Renting a car in Ireland requires a few tips for success when arriving in Ireland with an American driving license.
Here’s a guest post with a little advice from Irish American Dad on renting a car in Ireland.
Driver’s License Requirements
A valid American state license is all that is required for driving in Ireland. No international driving license is needed.
If you’re under 25 your insurance rate will be much higher so inquire ahead.
Also, if you’re over 75 do check ahead of time as there may be a maximum age limit. Everyone who wants to drive the car needs to show their license and be named on the rental agreement.
Dublin Airport’s New Terminal 2. Photo credit
To rent a car in Ireland your best bet is to get it at Dublin, Shannon or Belfast airport. Off airport car rentals are possible, but not as common in Ireland as the USA. Booking through the internet is usually cheaper because they waive certain airport fees.
If you show up at the rental car agency counter without reservation then don’t be afraid to shop around from counter to counter for the best deal. However, make sure to compare apples to apples.
Some quotes include Collision Damage Waiver (CDW) insurance and some don’t. Check with your credit card company. They may have free coverage. Do not automatically assume your credit card provides coverage in Ireland.

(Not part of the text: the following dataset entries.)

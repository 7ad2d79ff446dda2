//! # Streetline
//!
//! Core of a 2D side-scrolling beat-em-up: one player walking a
//! horizontally scrolling street from a start line to an end zone.
//!
//! ## Architecture
//!
//! ```text
//! ┌─────────────────────────────────────────────────────────────┐
//! │                      STREETLINE CORE                         │
//! ├─────────────────────────────────────────────────────────────┤
//! │  core/           - Geometry and hashing primitives           │
//! │  ├── vec2.rs     - 2D float vector, lerp                     │
//! │  ├── rect.rs     - Rectangles and colours                    │
//! │  ├── transform.rs- World → screen transform                  │
//! │  └── hash.rs     - State hashing for replay checks           │
//! │                                                              │
//! │  game/           - Frame logic                               │
//! │  ├── input.rs    - Key snapshots, edges, recordings          │
//! │  ├── state.rs    - Menu / Playing / Paused / GameOver        │
//! │  ├── player.rs   - Movement and jump physics                 │
//! │  ├── camera.rs   - Follow camera                             │
//! │  ├── level.rs    - Bounds and completion                     │
//! │  ├── tick.rs     - Frame orchestrator                        │
//! │  ├── render.rs   - Render sink contract                      │
//! │  └── events.rs   - Frame events                              │
//! │                                                              │
//! │  config.rs       - Tunables, JSON loading, validation        │
//! │  error.rs        - Error types                               │
//! └─────────────────────────────────────────────────────────────┘
//! ```
//!
//! ## Frame Order
//!
//! Input edges → state transition → (playing only) player → camera →
//! level completion → draw. The step takes the frame's wall-clock `dt`;
//! given the same `(dt, input)` sequence the run is reproducible, which
//! is what [`game::replay`] and [`Game::compute_hash`] check.

#![warn(missing_docs)]
#![warn(clippy::all)]
#![deny(unsafe_code)]

pub mod core;
pub mod game;
pub mod config;
pub mod error;

// Re-export commonly used types
pub use crate::core::vec2::Vec2;
pub use crate::core::rect::{Color, Rect};
pub use crate::core::transform::ViewTransform;
pub use config::GameConfig;
pub use error::{ConfigError, RecordingError};
pub use game::input::{InputFrame, InputEdges, InputRecording};
pub use game::state::GameState;
pub use game::tick::{Game, FrameResult};

/// Crate version
pub const VERSION: &str = env!("CARGO_PKG_VERSION");

/// Nominal frame rate (Hz) used by the headless runner
pub const TICK_RATE: u32 = 60;
//! UI module - labels from the core and a small status line

use bevy::prelude::*;

use streetline::game::render::Label;

use crate::game::{step_game, Session, Viewport};

/// Most labels the core draws in one frame is two; keep a spare.
const LABEL_SLOTS: usize = 3;

pub struct UiPlugin;

impl Plugin for UiPlugin {
    fn build(&self, app: &mut App) {
        app
            .add_systems(Startup, (setup_labels, setup_hud))
            .add_systems(Update, (update_labels, update_hud).after(step_game));
    }
}

/// Text node reused for the n-th label of the frame
#[derive(Component)]
struct LabelSlot(usize);

/// Marker for the status line
#[derive(Component)]
struct HudText;

fn setup_labels(mut commands: Commands) {
    for index in 0..LABEL_SLOTS {
        commands.spawn((
            Text::new(""),
            TextFont {
                font_size: 32.0,
                ..default()
            },
            TextColor(Color::WHITE),
            TextLayout::new_with_justify(JustifyText::Center),
            Node {
                position_type: PositionType::Absolute,
                width: Val::Percent(100.0),
                ..default()
            },
            Visibility::Hidden,
            LabelSlot(index),
        ));
    }
}

fn setup_hud(mut commands: Commands) {
    commands.spawn((
        Text::new(""),
        TextFont {
            font_size: 16.0,
            ..default()
        },
        TextColor(Color::srgb(0.8, 0.8, 0.8)),
        Node {
            position_type: PositionType::Absolute,
            left: Val::Px(10.0),
            top: Val::Px(10.0),
            ..default()
        },
        HudText,
    ));
}

fn font_size(label: Label) -> f32 {
    match label {
        Label::Title => 72.0,
        Label::Paused | Label::GameOver | Label::MissionComplete => 48.0,
        Label::PressStart | Label::ReturnToMenu => 24.0,
    }
}

/// Show this frame's labels, hide the unused slots.
fn update_labels(
    session: Res<Session>,
    viewport: Res<Viewport>,
    mut slots: Query<(&LabelSlot, &mut Text, &mut TextFont, &mut TextColor, &mut Node, &mut Visibility)>,
) {
    let labels = session.draw_list.labels();

    for (slot, mut text, mut font, mut color, mut node, mut visibility) in &mut slots {
        let Some(draw) = labels.get(slot.0) else {
            *visibility = Visibility::Hidden;
            continue;
        };

        let size = font_size(draw.label);
        if text.as_str() != draw.label.text() {
            **text = draw.label.text().to_string();
        }
        font.font_size = size;
        color.0 = Color::srgba(draw.color.r, draw.color.g, draw.color.b, draw.color.a);
        // Full-width row centred on the anchor's x.
        node.left = Val::Px(draw.position.x - viewport.width / 2.0);
        node.top = Val::Px(draw.position.y - size / 2.0);
        *visibility = Visibility::Visible;
    }
}

fn update_hud(session: Res<Session>, mut hud: Query<&mut Text, With<HudText>>) {
    let Ok(mut text) = hud.get_single_mut() else {
        return;
    };
    let game = &session.game;

    if game.state().shows_world() {
        let position = game.player().position();
        **text = format!(
            "{}  x {:.0}  y {:.0}  jump {:.0}",
            game.state(),
            position.x,
            position.y,
            game.player().jump_height()
        );
    } else {
        text.clear();
    }
}
//! Game module - drives the Streetline core from Bevy
//!
//! Each frame: keyboard → `InputFrame`, `Game::frame` with the frame's
//! delta time, then the recorded draw list is copied onto a pool of
//! sprite entities. The core works in screen pixels with the origin at
//! the top-left and y pointing down; Bevy's 2D camera has the origin at
//! the window centre and y pointing up.

use bevy::prelude::*;

use streetline::config::GameConfig;
use streetline::game::events::GameEventData;
use streetline::game::input::InputFrame;
use streetline::game::render::{DrawList, DrawRect};
use streetline::game::tick::{Game, SceneTextures};
use streetline::game::TextureId;

/// Texture slot the core uses for the player sprite.
pub const PLAYER_TEXTURE: TextureId = TextureId(0);

/// Optional sprite image for the player, relative to `assets/`.
const PLAYER_IMAGE: &str = "player.png";

// ============================================================================
// GAME PLUGIN
// ============================================================================

pub struct GamePlugin {
    pub config: GameConfig,
}

impl Plugin for GamePlugin {
    fn build(&self, app: &mut App) {
        let mut game = Game::new(self.config);
        game.set_textures(SceneTextures {
            player: Some(PLAYER_TEXTURE),
        });

        app
            // Resources
            .insert_resource(Session {
                game,
                draw_list: DrawList::new(),
            })
            .insert_resource(Viewport {
                width: self.config.viewport.width,
                height: self.config.viewport.height,
            })
            .init_resource::<SpritePool>()
            .init_resource::<PlayerImage>()

            .add_systems(Startup, load_player_image)

            // Variable timestep: the core integrates with the real frame time
            .add_systems(Update, (
                step_game,
                sync_sprites,
            ).chain());
    }
}

// ============================================================================
// RESOURCES
// ============================================================================

/// The running game and the draw requests from its last frame.
#[derive(Resource)]
pub struct Session {
    pub game: Game,
    pub draw_list: DrawList,
}

/// Size of the core's screen space in pixels.
#[derive(Resource, Clone, Copy, Debug)]
pub struct Viewport {
    pub width: f32,
    pub height: f32,
}

/// Number of pooled sprite entities spawned so far.
#[derive(Resource, Default)]
pub struct SpritePool {
    pub len: usize,
}

/// Image for [`PLAYER_TEXTURE`], if one shipped with the game.
#[derive(Resource, Default)]
pub struct PlayerImage(pub Option<Handle<Image>>);

// ============================================================================
// COMPONENTS
// ============================================================================

/// A reusable sprite; the index is its position in the draw list.
#[derive(Component)]
pub struct PooledSprite(pub usize);

// ============================================================================
// SYSTEMS
// ============================================================================

fn load_player_image(asset_server: Res<AssetServer>, mut image: ResMut<PlayerImage>) {
    let on_disk = std::path::Path::new("assets").join(PLAYER_IMAGE);
    if on_disk.exists() {
        image.0 = Some(asset_server.load(PLAYER_IMAGE));
        info!("Loaded player sprite from {}", on_disk.display());
    } else {
        info!("No player sprite found, drawing a placeholder");
    }
}

/// Map held keys to the core's input snapshot.
pub fn input_from_keys(keyboard: &ButtonInput<KeyCode>) -> InputFrame {
    let mut input = InputFrame::new();
    input.set(InputFrame::LEFT, keyboard.any_pressed([KeyCode::ArrowLeft, KeyCode::KeyA]));
    input.set(InputFrame::RIGHT, keyboard.any_pressed([KeyCode::ArrowRight, KeyCode::KeyD]));
    input.set(InputFrame::UP, keyboard.any_pressed([KeyCode::ArrowUp, KeyCode::KeyW]));
    input.set(InputFrame::DOWN, keyboard.any_pressed([KeyCode::ArrowDown, KeyCode::KeyS]));
    input.set(InputFrame::JUMP, keyboard.pressed(KeyCode::Space));
    input.set(InputFrame::PAUSE, keyboard.pressed(KeyCode::KeyP));
    input.set(InputFrame::CONFIRM, keyboard.any_pressed([KeyCode::Enter, KeyCode::NumpadEnter]));
    input.set(InputFrame::EXIT, keyboard.pressed(KeyCode::Escape));
    input
}

/// Run one core frame and record its draw requests.
///
/// Anything reading `Session::draw_list` should run after this.
pub fn step_game(
    time: Res<Time>,
    keyboard: Res<ButtonInput<KeyCode>>,
    mut session: ResMut<Session>,
    mut exit: EventWriter<AppExit>,
) {
    let input = input_from_keys(&keyboard);
    let Session { game, draw_list } = &mut *session;

    let result = game.frame(time.delta_secs(), input);

    for event in &result.events {
        match &event.data {
            GameEventData::StateChanged { from, to } => info!("State: {} -> {}", from, to),
            GameEventData::LevelCompleted { .. } => info!("Mission complete!"),
            GameEventData::GameReset => info!("Game reset"),
            _ => {}
        }
    }

    if result.exit_requested {
        info!("Exit requested, closing");
        exit.send(AppExit::Success);
    }

    draw_list.clear();
    game.draw(draw_list);
}

/// Centre of a top-left/y-down screen rect in Bevy's centred/y-up space.
pub fn screen_to_world(rect: &streetline::Rect, viewport: &Viewport) -> Vec2 {
    let center = rect.center();
    Vec2::new(center.x - viewport.width / 2.0, viewport.height / 2.0 - center.y)
}

fn to_bevy_color(color: streetline::Color) -> Color {
    Color::srgba(color.r, color.g, color.b, color.a)
}

/// Copy the draw list onto pooled sprites, spawning more when it outgrows the pool.
fn sync_sprites(
    mut commands: Commands,
    session: Res<Session>,
    viewport: Res<Viewport>,
    player_image: Res<PlayerImage>,
    mut pool: ResMut<SpritePool>,
    mut sprites: Query<(&PooledSprite, &mut Sprite, &mut Transform, &mut Visibility)>,
) {
    let rects = session.draw_list.screen_rects();

    for (slot, mut sprite, mut transform, mut visibility) in &mut sprites {
        match rects.get(slot.0) {
            Some(draw) => {
                apply_draw(draw, slot.0, &viewport, &player_image, &mut sprite, &mut transform);
                *visibility = Visibility::Visible;
            }
            None => *visibility = Visibility::Hidden,
        }
    }

    for index in pool.len..rects.len() {
        let mut sprite = Sprite::default();
        let mut transform = Transform::default();
        apply_draw(&rects[index], index, &viewport, &player_image, &mut sprite, &mut transform);
        commands.spawn((sprite, transform, Visibility::Visible, PooledSprite(index)));
    }
    pool.len = pool.len.max(rects.len());
}

fn apply_draw(
    draw: &DrawRect,
    index: usize,
    viewport: &Viewport,
    player_image: &PlayerImage,
    sprite: &mut Sprite,
    transform: &mut Transform,
) {
    let image = match draw.texture {
        Some(PLAYER_TEXTURE) => player_image.0.clone(),
        _ => None,
    };

    sprite.image = image.unwrap_or_default();
    sprite.color = to_bevy_color(draw.color);
    sprite.custom_size = Some(Vec2::new(draw.rect.w, draw.rect.h));
    sprite.flip_x = draw.flip_x;

    // Later draws sit in front.
    let z = index as f32 * 0.01;
    *transform = Transform::from_translation(screen_to_world(&draw.rect, viewport).extend(z));
}

#[cfg(test)]
mod tests {
    use super::*;

    #[test]
    fn test_input_mapping() {
        let mut keyboard = ButtonInput::<KeyCode>::default();
        keyboard.press(KeyCode::KeyD);
        keyboard.press(KeyCode::Space);
        keyboard.press(KeyCode::Enter);

        let input = input_from_keys(&keyboard);
        assert!(input.right());
        assert!(input.jump());
        assert!(input.is_down(InputFrame::CONFIRM));
        assert!(!input.left());
        assert!(!input.exit());
    }

    #[test]
    fn test_arrows_and_escape() {
        let mut keyboard = ButtonInput::<KeyCode>::default();
        keyboard.press(KeyCode::ArrowLeft);
        keyboard.press(KeyCode::ArrowUp);
        keyboard.press(KeyCode::Escape);

        let input = input_from_keys(&keyboard);
        assert!(input.left());
        assert!(input.up());
        assert!(input.exit());
        assert!(!input.is_down(InputFrame::PAUSE));
    }

    #[test]
    fn test_screen_to_world() {
        let viewport = Viewport { width: 1280.0, height: 720.0 };

        let full = streetline::Rect::new(0.0, 0.0, 1280.0, 720.0);
        assert_eq!(screen_to_world(&full, &viewport), Vec2::ZERO);

        let top_left = streetline::Rect::new(0.0, 0.0, 32.0, 64.0);
        assert_eq!(screen_to_world(&top_left, &viewport), Vec2::new(-624.0, 328.0));
    }
}
//! # Error Types
//!
//! The transposition core has exactly one hard failure: text that cannot
//! denote a pitch. Everything else ("this token is not a chord") is an
//! ordinary `Option::None` and never surfaces here.
//!
//! ## Usage
//! ```rust
//! use chordshift::{note_to_semitone, TransposeError};
//!
//! match note_to_semitone("H") {
//!     Ok(pitch) => println!("pitch class {}", pitch),
//!     Err(TransposeError::InvalidNoteName(name)) => {
//!         eprintln!("'{}' is not a note name", name);
//!     }
//! }
//! ```

use thiserror::Error;

#[derive(Error, Debug, Clone, PartialEq, Eq)]
pub enum TransposeError {
    /// The text does not name any of the 21 accepted note spellings.
    ///
    /// Usually means a corrupted or hand-typed key field at the caller's boundary.
    ///
    /// # Example
    /// ```
    /// # use chordshift::TransposeError;
    /// let err = TransposeError::InvalidNoteName("H".to_string());
    /// assert_eq!(err.to_string(), "Invalid note name: 'H'");
    /// ```
    #[error("Invalid note name: '{0}'")]
    InvalidNoteName(String),
}
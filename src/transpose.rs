use crate::chord::{parse_chord, Chord, ChordNote};
use crate::key::{key_semitone, uses_sharps};
use crate::pitch::semitone_to_note;
use crate::TransposeError;

/// Move a single chord note and respell it
fn transpose_note(note: ChordNote<'_>, semitones: i32, prefer_sharps: bool) -> &'static str {
    semitone_to_note(i32::from(note.pitch) + semitones.rem_euclid(12), prefer_sharps)
}

/// Transpose an already parsed chord, carrying the quality through verbatim
pub fn transpose_parsed(chord: &Chord<'_>, semitones: i32, prefer_sharps: bool) -> String {
    let mut out = String::with_capacity(chord.quality.len() + 6);
    out.push_str(transpose_note(chord.root, semitones, prefer_sharps));
    out.push_str(chord.quality);
    if let Some(bass) = chord.bass {
        out.push('/');
        out.push_str(transpose_note(bass, semitones, prefer_sharps));
    }
    out
}

/// Transpose a chord symbol by `semitones`, spelling the result with sharps
/// or flats.
///
/// Anything that does not parse as a chord is returned unchanged.
///
/// ```rust
/// use chordshift::transpose_chord;
///
/// assert_eq!(transpose_chord("Am7", 5, true), "Dm7");
/// assert_eq!(transpose_chord("G/B", 2, true), "A/C#");
/// assert_eq!(transpose_chord("Verse", 3, true), "Verse");
/// ```
pub fn transpose_chord(symbol: &str, semitones: i32, prefer_sharps: bool) -> String {
    match parse_chord(symbol) {
        Some(chord) => transpose_parsed(&chord, semitones, prefer_sharps),
        None => symbol.to_string(),
    }
}

/// Move a key name by `semitones`, keeping the source key's sharp/flat style
pub fn transpose_key(key: &str, semitones: i32) -> Result<&'static str, TransposeError> {
    let tonic = key_semitone(key)?;
    Ok(semitone_to_note(
        i32::from(tonic) + semitones.rem_euclid(12),
        uses_sharps(key),
    ))
}
//! # chordshift
//!
//! Chord chart transposition and capo advice for ChordPro-style song texts.
//!
//! ## Components (leaf first)
//! - [`pitch`] - semitone arithmetic and the sharp/flat spelling tables
//! - [`key`] - sharp/flat key classification and key-name normalization
//! - [`chord`] - chord symbol parsing, chord vs. free-text classification
//! - [`transpose`] - moving chords and keys by an interval
//! - [`chordpro`] - transposing whole charts line by line
//! - [`capo`] - capo position suggestions for hard guitar keys
//!
//! Every operation is a pure function over its arguments, so all of them are
//! safe to call from any thread without synchronization.
//!
//! ## Example
//! ```rust
//! use chordshift::transpose_chordpro;
//!
//! let out = transpose_chordpro("[G] [D/F#] [Em] [C]", Some("G"), "A")?;
//! assert_eq!(out, "[A] [E/G#] [F#m] [D]");
//! # Ok::<(), chordshift::TransposeError>(())
//! ```

pub mod capo;
pub mod chord;
pub mod chordpro;
pub mod error;
pub mod key;
pub mod pitch;
pub mod transpose;

pub use capo::{is_difficult_key, suggest_capo, CapoSuggestion, EASY_KEYS};
pub use chord::{is_chord, parse_chord, Chord, ChordNote};
pub use chordpro::{classify_line, extract_chords, transpose_chordpro, LineKind};
pub use error::*;
pub use key::{normalize_key, uses_sharps, Spelling, FLAT_KEYS, SHARP_KEYS};
pub use pitch::{calculate_interval, note_to_semitone, semitone_to_note, Pitch, FLAT_NAMES, SHARP_NAMES};
pub use transpose::{transpose_chord, transpose_key, transpose_parsed};
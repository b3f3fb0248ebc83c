use std::fs;
use std::io::{self, Read};
use std::path::{Path, PathBuf};
use std::process;

use clap::{Parser, Subcommand};
use env_logger::Builder as LoggerBuilder;
use log::LevelFilter;

use chordshift::{suggest_capo, transpose_chord, transpose_chordpro, Spelling};

#[derive(Parser)]
#[command(name = "chordshift", about = "Transpose chord charts and suggest capo positions")]
#[command(version)]
struct Cli {
    /// Increase log verbosity (-v warn, -vv info, -vvv debug, -vvvv trace)
    #[arg(short, long, action = clap::ArgAction::Count, global = true)]
    verbose: u8,

    #[command(subcommand)]
    command: Command,
}

#[derive(Subcommand)]
enum Command {
    /// Transpose a ChordPro-style chart
    Transpose {
        /// Path to the chart, or `-` for stdin
        file: PathBuf,

        /// Key the chart is written in
        #[arg(long)]
        from: Option<String>,

        /// Key to transpose to
        #[arg(long)]
        to: String,
    },

    /// Transpose a single chord symbol
    Chord {
        symbol: String,

        /// Interval in semitones (may be negative)
        #[arg(long, allow_hyphen_values = true)]
        semitones: i32,

        /// Spell the result with flats instead of sharps
        #[arg(long)]
        flats: bool,
    },

    /// Suggest capo positions for a key
    Capo {
        key: String,

        /// Print suggestions as JSON
        #[arg(long)]
        json: bool,
    },
}

fn init_env_logger(verbosity: u8) {
    let level_filter = match verbosity {
        0 => LevelFilter::Error,
        1 => LevelFilter::Warn,
        2 => LevelFilter::Info,
        3 => LevelFilter::Debug,
        _ => LevelFilter::Trace,
    };

    let mut builder = LoggerBuilder::new();
    builder.filter(None, level_filter);
    if let Ok(rust_log) = std::env::var("RUST_LOG") {
        builder.parse_filters(&rust_log);
    }
    builder.init();
}

fn read_chart(path: &Path) -> io::Result<String> {
    if path.as_os_str() == "-" {
        let mut chart = String::new();
        io::stdin().read_to_string(&mut chart)?;
        Ok(chart)
    } else {
        fs::read_to_string(path)
    }
}

fn main() {
    let cli = Cli::parse();
    init_env_logger(cli.verbose);

    match cli.command {
        Command::Transpose { file, from, to } => {
            let chart = match read_chart(&file) {
                Ok(chart) => chart,
                Err(e) => {
                    eprintln!("Error reading '{}': {}", file.display(), e);
                    process::exit(1);
                }
            };

            match transpose_chordpro(&chart, from.as_deref(), &to) {
                Ok(transposed) => print!("{}", transposed),
                Err(e) => {
                    eprintln!("Transposition error: {}", e);
                    process::exit(1);
                }
            }
        }
        Command::Chord {
            symbol,
            semitones,
            flats,
        } => {
            let spelling = if flats { Spelling::Flats } else { Spelling::Sharps };
            println!("{}", transpose_chord(&symbol, semitones, spelling.prefers_sharps()));
        }
        Command::Capo { key, json } => {
            let suggestions = match suggest_capo(&key) {
                Ok(suggestions) => suggestions,
                Err(e) => {
                    eprintln!("Invalid key: {}", e);
                    process::exit(1);
                }
            };

            if json {
                match serde_json::to_string_pretty(&suggestions) {
                    Ok(out) => println!("{}", out),
                    Err(e) => {
                        eprintln!("Error serializing suggestions: {}", e);
                        process::exit(1);
                    }
                }
            } else {
                for suggestion in suggestions {
                    println!("Capo {:>2}: play in {}", suggestion.capo, suggestion.played_key);
                }
            }
        }
    }
}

Many cards cover international car rental, but some such as American Express exclude Ireland and Australia. If this is an option for you, then don’t forget to pay with the correct credit card. Usually the rental agency will offer you a zero deductible buy down for an extra daily fee.
This may be a good thing for peace of mind. However, getting too much extra insurance can be a waste of money for you and a cash cow for the rental agency.
Drop Off Locations
It is always cheaper to rent and return the car at the same place. Returning to a different location will incur a drop-off fee.
Picking up in Dublin and returning in Belfast is possible, but pretty expensive, as you are crossing between two different countries.
Most rental car companies have some sort of break-down and recovery plan. Inquire about the details before you leave the counter. Also pick up your free maps.
Cars are generally smaller in Ireland. Even the terminology is different. What they call a mid-size in Ireland, would be called a compact car in the USA. If you want any trunk space for luggage or back seat leg room always go a size larger.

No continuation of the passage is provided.